[[ EXERCISE MATERIAL, beginning ]]
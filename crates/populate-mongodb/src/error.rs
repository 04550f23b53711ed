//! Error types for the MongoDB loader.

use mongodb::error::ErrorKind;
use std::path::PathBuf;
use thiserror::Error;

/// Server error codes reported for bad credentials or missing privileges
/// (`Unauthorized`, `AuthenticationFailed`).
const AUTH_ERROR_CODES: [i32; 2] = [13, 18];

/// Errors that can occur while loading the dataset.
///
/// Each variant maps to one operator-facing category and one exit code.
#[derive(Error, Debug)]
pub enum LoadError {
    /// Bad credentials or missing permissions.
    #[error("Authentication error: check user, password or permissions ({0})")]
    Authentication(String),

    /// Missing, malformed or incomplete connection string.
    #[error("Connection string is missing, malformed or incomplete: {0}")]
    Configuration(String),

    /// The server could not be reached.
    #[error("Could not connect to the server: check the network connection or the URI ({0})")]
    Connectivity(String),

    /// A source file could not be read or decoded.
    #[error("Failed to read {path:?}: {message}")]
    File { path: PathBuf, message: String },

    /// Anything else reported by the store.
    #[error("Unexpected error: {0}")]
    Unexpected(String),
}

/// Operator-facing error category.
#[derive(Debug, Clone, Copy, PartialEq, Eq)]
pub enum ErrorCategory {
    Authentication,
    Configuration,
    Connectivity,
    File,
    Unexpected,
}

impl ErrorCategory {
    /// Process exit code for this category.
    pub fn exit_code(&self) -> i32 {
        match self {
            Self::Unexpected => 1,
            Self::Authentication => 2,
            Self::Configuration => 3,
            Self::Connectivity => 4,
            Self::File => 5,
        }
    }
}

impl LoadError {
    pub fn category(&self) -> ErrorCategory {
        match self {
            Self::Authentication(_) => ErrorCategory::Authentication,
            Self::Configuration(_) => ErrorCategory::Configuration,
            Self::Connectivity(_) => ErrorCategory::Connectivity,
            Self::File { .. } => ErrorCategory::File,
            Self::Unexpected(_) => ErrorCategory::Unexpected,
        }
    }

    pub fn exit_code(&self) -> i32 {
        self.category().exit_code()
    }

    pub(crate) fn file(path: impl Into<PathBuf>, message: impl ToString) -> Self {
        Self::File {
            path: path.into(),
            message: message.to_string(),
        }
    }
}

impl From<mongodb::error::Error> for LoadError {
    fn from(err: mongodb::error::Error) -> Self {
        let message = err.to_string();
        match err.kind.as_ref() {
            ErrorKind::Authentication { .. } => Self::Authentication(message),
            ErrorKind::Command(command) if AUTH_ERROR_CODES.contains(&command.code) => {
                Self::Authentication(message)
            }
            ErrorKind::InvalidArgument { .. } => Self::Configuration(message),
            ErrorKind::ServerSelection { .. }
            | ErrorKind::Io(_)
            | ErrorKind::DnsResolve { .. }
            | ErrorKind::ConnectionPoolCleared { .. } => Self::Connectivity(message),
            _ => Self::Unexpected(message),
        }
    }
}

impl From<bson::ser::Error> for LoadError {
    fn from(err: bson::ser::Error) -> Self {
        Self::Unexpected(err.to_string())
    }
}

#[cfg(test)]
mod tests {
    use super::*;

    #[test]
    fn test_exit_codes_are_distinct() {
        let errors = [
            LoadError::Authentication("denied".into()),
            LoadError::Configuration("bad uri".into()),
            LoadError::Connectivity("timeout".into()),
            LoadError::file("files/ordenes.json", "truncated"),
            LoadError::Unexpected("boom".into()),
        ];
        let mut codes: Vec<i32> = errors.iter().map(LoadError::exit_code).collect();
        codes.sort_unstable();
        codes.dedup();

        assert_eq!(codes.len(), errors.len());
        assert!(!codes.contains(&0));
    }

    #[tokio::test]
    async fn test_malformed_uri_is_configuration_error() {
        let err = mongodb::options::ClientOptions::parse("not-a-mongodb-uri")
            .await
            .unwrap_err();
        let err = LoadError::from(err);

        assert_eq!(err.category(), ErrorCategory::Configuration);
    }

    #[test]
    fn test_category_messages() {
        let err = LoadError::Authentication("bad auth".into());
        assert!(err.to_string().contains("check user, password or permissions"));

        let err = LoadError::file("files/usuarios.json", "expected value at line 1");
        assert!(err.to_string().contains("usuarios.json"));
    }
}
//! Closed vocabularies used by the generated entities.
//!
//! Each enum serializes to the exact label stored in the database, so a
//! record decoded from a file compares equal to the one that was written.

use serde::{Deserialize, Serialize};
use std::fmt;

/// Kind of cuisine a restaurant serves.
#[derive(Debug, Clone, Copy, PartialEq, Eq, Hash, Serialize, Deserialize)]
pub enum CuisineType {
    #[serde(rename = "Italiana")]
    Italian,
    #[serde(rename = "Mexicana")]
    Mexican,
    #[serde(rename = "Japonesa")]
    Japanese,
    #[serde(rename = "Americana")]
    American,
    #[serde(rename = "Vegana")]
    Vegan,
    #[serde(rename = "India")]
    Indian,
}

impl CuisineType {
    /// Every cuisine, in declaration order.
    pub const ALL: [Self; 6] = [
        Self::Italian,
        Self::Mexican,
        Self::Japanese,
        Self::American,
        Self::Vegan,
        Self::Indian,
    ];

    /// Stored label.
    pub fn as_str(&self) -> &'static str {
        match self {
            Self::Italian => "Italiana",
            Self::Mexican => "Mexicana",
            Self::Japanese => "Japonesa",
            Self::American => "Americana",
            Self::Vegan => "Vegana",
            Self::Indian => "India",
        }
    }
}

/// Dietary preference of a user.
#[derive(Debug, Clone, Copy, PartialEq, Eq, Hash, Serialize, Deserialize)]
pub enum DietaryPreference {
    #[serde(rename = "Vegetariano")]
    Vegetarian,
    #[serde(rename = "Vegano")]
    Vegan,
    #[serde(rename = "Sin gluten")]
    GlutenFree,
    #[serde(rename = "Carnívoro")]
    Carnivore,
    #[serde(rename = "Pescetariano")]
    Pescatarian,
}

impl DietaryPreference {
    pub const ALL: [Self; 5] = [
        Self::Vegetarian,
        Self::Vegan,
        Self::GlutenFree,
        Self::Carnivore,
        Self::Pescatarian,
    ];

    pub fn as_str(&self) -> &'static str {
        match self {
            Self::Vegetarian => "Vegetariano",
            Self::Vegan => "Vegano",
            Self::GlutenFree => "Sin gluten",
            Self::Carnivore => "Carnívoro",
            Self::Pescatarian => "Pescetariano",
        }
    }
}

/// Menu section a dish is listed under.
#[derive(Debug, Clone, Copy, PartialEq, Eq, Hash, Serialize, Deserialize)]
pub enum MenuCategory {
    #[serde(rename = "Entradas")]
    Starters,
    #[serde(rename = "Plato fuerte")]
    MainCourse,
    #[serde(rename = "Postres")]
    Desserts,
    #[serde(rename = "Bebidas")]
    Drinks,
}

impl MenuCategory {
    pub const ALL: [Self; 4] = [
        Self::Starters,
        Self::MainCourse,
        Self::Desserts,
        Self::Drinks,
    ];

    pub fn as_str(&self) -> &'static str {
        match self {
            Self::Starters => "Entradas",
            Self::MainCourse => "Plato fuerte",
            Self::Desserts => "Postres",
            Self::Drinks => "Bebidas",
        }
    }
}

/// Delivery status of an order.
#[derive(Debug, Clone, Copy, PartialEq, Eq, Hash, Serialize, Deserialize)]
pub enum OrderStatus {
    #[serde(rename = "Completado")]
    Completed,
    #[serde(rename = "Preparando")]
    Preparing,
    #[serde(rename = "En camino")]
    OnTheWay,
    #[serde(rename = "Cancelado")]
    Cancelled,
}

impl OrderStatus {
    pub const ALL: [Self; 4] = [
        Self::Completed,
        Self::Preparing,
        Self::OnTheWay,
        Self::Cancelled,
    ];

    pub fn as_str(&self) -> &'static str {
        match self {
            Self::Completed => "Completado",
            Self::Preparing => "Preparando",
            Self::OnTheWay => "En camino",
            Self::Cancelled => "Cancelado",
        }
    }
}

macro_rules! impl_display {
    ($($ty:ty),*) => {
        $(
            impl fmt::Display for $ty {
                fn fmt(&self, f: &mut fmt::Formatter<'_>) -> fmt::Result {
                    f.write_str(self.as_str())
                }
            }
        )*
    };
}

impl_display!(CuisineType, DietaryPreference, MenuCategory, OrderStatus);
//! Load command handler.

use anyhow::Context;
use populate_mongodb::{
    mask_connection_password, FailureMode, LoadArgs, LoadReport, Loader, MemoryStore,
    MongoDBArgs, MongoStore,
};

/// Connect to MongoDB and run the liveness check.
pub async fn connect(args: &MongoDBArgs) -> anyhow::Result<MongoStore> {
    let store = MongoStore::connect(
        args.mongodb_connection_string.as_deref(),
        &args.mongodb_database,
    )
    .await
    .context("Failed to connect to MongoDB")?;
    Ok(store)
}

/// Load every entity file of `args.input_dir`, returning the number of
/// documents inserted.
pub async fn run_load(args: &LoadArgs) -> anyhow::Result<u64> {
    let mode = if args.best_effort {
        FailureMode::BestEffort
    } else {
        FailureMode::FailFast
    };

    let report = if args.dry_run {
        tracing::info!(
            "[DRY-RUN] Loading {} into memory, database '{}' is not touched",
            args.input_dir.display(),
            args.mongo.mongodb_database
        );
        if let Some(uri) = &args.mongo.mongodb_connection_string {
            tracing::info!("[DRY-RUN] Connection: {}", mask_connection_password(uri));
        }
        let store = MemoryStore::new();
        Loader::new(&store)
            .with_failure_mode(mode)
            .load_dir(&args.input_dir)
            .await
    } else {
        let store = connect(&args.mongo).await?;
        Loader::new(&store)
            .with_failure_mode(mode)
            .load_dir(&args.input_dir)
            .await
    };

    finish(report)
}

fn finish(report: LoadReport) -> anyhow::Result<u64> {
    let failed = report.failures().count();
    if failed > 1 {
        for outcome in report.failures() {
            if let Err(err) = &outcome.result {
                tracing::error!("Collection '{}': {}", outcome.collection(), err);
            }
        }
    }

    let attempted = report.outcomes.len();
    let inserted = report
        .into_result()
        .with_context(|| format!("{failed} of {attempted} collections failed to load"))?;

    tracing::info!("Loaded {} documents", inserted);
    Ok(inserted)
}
[[ EXERCISE MATERIAL, end ]]
[[ EXERCISE MATERIAL, beginning ]]
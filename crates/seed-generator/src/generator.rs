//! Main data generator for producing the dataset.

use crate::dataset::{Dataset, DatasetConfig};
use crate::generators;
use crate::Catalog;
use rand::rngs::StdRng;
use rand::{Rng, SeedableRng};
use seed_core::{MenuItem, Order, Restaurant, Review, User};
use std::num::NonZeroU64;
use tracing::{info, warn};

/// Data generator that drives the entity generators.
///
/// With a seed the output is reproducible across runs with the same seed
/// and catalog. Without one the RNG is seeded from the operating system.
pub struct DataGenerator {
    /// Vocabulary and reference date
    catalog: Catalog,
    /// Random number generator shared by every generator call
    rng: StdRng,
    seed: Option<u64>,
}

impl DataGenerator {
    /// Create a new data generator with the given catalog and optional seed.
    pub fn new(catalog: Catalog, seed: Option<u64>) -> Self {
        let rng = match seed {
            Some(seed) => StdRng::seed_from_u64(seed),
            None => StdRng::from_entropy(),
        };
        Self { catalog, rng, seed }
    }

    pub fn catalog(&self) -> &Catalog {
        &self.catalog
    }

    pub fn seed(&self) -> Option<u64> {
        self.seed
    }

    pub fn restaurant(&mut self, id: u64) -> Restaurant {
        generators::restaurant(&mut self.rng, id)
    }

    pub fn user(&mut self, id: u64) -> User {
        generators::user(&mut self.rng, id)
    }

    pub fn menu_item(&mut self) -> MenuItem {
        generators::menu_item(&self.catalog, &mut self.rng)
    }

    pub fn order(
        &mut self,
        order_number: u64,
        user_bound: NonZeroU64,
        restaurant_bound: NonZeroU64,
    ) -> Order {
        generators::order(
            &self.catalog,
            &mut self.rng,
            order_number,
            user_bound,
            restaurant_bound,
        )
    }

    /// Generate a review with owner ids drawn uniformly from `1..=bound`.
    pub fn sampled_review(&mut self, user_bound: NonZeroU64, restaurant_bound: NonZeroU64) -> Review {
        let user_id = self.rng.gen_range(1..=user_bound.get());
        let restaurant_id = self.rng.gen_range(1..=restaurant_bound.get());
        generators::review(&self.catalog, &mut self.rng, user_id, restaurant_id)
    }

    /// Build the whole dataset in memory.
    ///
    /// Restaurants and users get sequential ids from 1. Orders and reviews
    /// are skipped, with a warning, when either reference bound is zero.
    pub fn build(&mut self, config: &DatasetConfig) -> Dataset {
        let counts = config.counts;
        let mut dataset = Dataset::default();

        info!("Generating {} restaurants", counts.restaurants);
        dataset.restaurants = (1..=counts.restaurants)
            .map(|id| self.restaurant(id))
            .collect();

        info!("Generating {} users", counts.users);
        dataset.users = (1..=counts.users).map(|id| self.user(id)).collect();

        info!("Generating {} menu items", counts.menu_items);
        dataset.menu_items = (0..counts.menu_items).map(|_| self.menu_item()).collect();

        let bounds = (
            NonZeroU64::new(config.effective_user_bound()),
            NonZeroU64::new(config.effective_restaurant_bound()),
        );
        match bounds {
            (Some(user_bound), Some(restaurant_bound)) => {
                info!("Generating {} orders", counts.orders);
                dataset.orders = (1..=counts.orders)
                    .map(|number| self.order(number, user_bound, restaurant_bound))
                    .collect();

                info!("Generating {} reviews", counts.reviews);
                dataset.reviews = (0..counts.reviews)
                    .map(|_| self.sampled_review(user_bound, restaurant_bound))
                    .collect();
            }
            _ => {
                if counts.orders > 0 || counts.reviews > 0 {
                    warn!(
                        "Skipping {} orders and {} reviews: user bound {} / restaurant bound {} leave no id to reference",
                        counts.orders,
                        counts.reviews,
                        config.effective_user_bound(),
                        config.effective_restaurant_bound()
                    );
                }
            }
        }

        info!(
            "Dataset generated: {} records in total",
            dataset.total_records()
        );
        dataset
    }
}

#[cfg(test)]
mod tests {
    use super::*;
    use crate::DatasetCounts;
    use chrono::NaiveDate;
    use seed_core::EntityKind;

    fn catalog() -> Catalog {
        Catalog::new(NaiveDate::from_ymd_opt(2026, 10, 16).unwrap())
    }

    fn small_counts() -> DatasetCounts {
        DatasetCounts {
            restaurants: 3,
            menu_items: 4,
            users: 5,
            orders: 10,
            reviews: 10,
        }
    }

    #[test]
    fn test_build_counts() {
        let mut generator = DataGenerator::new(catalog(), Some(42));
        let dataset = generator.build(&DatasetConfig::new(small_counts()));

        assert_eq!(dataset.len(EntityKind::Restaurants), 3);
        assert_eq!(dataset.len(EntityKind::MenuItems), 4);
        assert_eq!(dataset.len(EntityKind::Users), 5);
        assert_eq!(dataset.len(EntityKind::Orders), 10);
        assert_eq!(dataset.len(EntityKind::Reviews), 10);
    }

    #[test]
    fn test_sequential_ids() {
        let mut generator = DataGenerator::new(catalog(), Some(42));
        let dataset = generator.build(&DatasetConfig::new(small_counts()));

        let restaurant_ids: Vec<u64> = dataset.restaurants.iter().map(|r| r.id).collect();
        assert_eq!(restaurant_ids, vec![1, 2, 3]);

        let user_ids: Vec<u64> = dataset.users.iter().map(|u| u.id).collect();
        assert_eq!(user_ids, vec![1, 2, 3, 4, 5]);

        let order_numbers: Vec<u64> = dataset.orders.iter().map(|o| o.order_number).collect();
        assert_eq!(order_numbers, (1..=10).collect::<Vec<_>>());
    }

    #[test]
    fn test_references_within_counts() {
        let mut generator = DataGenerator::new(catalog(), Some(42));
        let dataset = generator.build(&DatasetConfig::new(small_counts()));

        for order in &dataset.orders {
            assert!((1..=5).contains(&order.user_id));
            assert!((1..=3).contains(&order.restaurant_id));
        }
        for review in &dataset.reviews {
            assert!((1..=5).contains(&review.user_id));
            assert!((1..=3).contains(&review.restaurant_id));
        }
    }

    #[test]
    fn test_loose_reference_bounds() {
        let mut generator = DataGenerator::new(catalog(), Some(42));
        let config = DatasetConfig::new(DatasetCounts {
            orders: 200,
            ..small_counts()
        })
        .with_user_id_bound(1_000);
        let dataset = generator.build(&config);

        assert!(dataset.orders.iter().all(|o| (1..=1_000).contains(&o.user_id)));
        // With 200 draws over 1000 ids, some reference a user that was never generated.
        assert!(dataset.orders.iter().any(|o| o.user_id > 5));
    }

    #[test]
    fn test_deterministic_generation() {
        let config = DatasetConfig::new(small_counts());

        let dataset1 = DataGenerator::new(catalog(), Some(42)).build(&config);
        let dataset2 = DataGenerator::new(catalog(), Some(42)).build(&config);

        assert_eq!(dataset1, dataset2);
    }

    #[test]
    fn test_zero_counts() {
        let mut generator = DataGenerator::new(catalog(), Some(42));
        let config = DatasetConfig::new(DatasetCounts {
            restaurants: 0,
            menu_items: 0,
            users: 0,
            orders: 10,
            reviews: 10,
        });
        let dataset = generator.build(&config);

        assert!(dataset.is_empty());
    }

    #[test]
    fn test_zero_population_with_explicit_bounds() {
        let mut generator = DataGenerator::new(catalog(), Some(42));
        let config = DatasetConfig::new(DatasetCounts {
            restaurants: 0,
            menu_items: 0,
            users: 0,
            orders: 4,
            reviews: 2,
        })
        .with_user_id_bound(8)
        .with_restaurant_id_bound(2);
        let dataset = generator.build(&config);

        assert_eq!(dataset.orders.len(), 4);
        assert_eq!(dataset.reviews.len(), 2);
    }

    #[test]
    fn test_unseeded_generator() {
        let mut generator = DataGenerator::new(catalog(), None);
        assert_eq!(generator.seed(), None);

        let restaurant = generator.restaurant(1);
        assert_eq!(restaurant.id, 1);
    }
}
[[ EXERCISE MATERIAL, end ]]
### TASK TO COMPLETE
In the entries above, how many lines hold the word "LoadReport"? State the number only.

### EXERCISE RESULT
2